Combining multiple blocking passes¶

In the detailed deduplication tutorial we discussed a problem with blocking rules: it's rare to find a rule with both very high recall and high sensitivty.

We recommend instead running multiple splink jobs with different blocking rules, with the aim of finding global parameters.

This notebook contains an example of how to do this.

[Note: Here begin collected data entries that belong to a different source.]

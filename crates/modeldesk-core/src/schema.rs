//! Schema interpretation
//!
//! Turns the raw [`SchemaView`] served by the API into the data the list
//! screen needs: sort fields, filter conditions, visible columns and the
//! composite display key of an item.
//!
//! Every function here is pure. The clock is passed in explicitly so that
//! date-range defaults are deterministic under test.

use chrono::{DateTime, Duration, SecondsFormat, Utc};
use modeldesk_types::{Category, Condition, ConditionCategory, Item, Schema, SchemaView};
use serde_json::Value;

/// Look-back of the default date-range filter
pub const DEFAULT_DATE_RANGE_DAYS: i64 = 2;

/// Separator between identity values in a display key
pub const DISPLAY_KEY_SEPARATOR: &str = " / ";

/// Re-derives `sort_fields` and `conditions` of a freshly fetched view
///
/// Any server-provided values for the derived fields are overwritten, so
/// applying this twice yields the same view.
///
/// # Examples
///
/// ```
/// use chrono::Utc;
/// use modeldesk_core::schema::interpret;
/// use modeldesk_types::{Category, Schema, SchemaView};
///
/// let view = SchemaView::new(vec![
/// 	Schema::new("name", Category::String).sortable().filterable(),
/// 	Schema::new("modified", Category::Date).sortable(),
/// ]);
///
/// let view = interpret(view, Utc::now());
/// assert_eq!(view.sort_fields, vec!["name", "modified"]);
/// assert_eq!(view.conditions.len(), 1);
/// ```
pub fn interpret(mut view: SchemaView, now: DateTime<Utc>) -> SchemaView {
	view.sort_fields = derive_sort_fields(&view.schemas);
	view.conditions = derive_conditions(&view.schemas, now);
	tracing::debug!(
		fields = view.schemas.len(),
		sort_fields = view.sort_fields.len(),
		conditions = view.conditions.len(),
		"interpreted schema view"
	);
	view
}

/// Names of the sortable schemas, in declaration order
pub fn derive_sort_fields(schemas: &[Schema]) -> Vec<String> {
	schemas
		.iter()
		.filter(|s| s.sortable)
		.map(|s| s.name.clone())
		.collect()
}

/// One filter condition per filterable schema
///
/// Date fields get a date-range control defaulting to the last two days,
/// fields with options get a select, everything else a free-text input.
pub fn derive_conditions(schemas: &[Schema], now: DateTime<Utc>) -> Vec<Condition> {
	schemas
		.iter()
		.filter(|s| s.filterable)
		.map(|schema| {
			let category = if schema.category == Category::Date {
				ConditionCategory::Date
			} else if schema.options.is_some() {
				ConditionCategory::Select
			} else {
				ConditionCategory::Input
			};
			let default_value = match category {
				ConditionCategory::Date => Some(default_date_range(now)),
				ConditionCategory::Select | ConditionCategory::Input => None,
			};
			Condition {
				name: schema.name.clone(),
				label: schema.label.clone(),
				category,
				options: schema.options.clone().unwrap_or_default(),
				default_value,
			}
		})
		.collect()
}

/// `[now - 2 days, now]` as ISO-8601 UTC strings with millisecond precision
pub fn default_date_range(now: DateTime<Utc>) -> Value {
	let start = now - Duration::days(DEFAULT_DATE_RANGE_DAYS);
	Value::Array(vec![
		Value::String(start.to_rfc3339_opts(SecondsFormat::Millis, true)),
		Value::String(now.to_rfc3339_opts(SecondsFormat::Millis, true)),
	])
}

/// A list column
#[derive(Debug, Clone, PartialEq)]
pub struct Column<'a> {
	pub schema: &'a Schema,
	/// Pinned to the edge of the table
	pub fixed: bool,
}

impl Column<'_> {
	pub fn name(&self) -> &str {
		&self.schema.name
	}

	pub fn title(&self) -> &str {
		self.schema.title()
	}
}

/// Columns to display: neither `hidden` by the schema nor by the user
pub fn visible_columns<'a>(view: &'a SchemaView, hidden_columns: &[String]) -> Vec<Column<'a>> {
	view.schemas
		.iter()
		.filter(|s| !s.hidden && !hidden_columns.iter().any(|h| h == &s.name))
		.map(|schema| Column {
			schema,
			fixed: schema.fixed,
		})
		.collect()
}

/// Columns the user may toggle on or off (everything not schema-hidden)
pub fn toggleable_columns(view: &SchemaView) -> impl Iterator<Item = &Schema> {
	view.schemas.iter().filter(|s| !s.hidden)
}

/// Composite key identifying an item to a human
///
/// Values of the `identity` fields joined with `" / "`; the item id when no
/// identity field has a value.
pub fn display_key(view: &SchemaView, item: &Item) -> String {
	let parts: Vec<String> = view
		.schemas
		.iter()
		.filter(|s| s.identity)
		.filter_map(|s| item.get(&s.name))
		.map(value_text)
		.filter(|text| !text.is_empty())
		.collect();
	if parts.is_empty() {
		item.get("id").map(value_text).unwrap_or_default()
	} else {
		parts.join(DISPLAY_KEY_SEPARATOR)
	}
}

/// Plain text of a JSON value: strings unquoted, null empty
pub fn value_text(value: &Value) -> String {
	match value {
		Value::Null => String::new(),
		Value::String(s) => s.clone(),
		other => other.to_string(),
	}
}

Step 1: Imports and setup¶

In [1]:

import pandas as pd 
pd.options.display.max_columns = 500
pd.options.display.max_rows = 100
import altair as alt
alt.renderers.enable('mimetype')

Out[1]:

RendererRegistry.enable('mimetype')

In [2]:

import logging 
logging.basicConfig()  # Means logs will print in Jupyter Lab

# Set to DEBUG if you want splink to log the SQL statements it's executing under the hood
logging.getLogger("splink").setLevel(logging.INFO)

In [3]:

from utility_functions.demo_utils import get_spark
spark = get_spark() 

In [4]:

df = spark.read.parquet("data/fake_1000.parquet")
df.show(5)

+---------+----------+-------+----------+------+--------------------+-----+
|unique_id|first_name|surname|       dob|  city|               email|group|
+---------+----------+-------+----------+------+--------------------+-----+
|        0|    Julia |   null|2015-10-29|London| hannah88@powers.com|    0|
|        1|    Julia | Taylor|2015-07-31|London| hannah88@powers.com|    0|
|        2|    Julia | Taylor|2016-01-27|London| hannah88@powers.com|    0|
|        3|    Julia | Taylor|2015-10-29|  null|  hannah88opowersc@m|    0|
|        4|      oNah| Watson|2008-03-23|Bolton|matthew78@ballard...|    1|
+---------+----------+-------+----------+------+--------------------+-----+
only showing top 5 rows

Job 1: Block on forename¶

In [5]:

settings_first_name = {
    "link_type": "dedupe_only",
    "blocking_rules": [
        "l.first_name = r.first_name"
    ],
    "comparison_columns": [
        {
            "col_name": "surname",
            "num_levels": 3,
            "term_frequency_adjustments": True
        },
        {
            "col_name": "dob"
        },
        {
            "col_name": "city",
            "term_frequency_adjustments": True
        },
        {
            "col_name": "email"
        }
    ],
    "additional_columns_to_retain": ["group"],
    "em_convergence": 0.01
}

In [6]:

from splink.estimate import estimate_u_values
settings_first_name_with_u = estimate_u_values(settings_first_name, df, spark, fix_u_probabilities=True)

In [7]:

from splink import Splink
linker_fn = Splink(settings_first_name_with_u, df, spark)
df_e_fn = linker_fn.get_scored_comparisons()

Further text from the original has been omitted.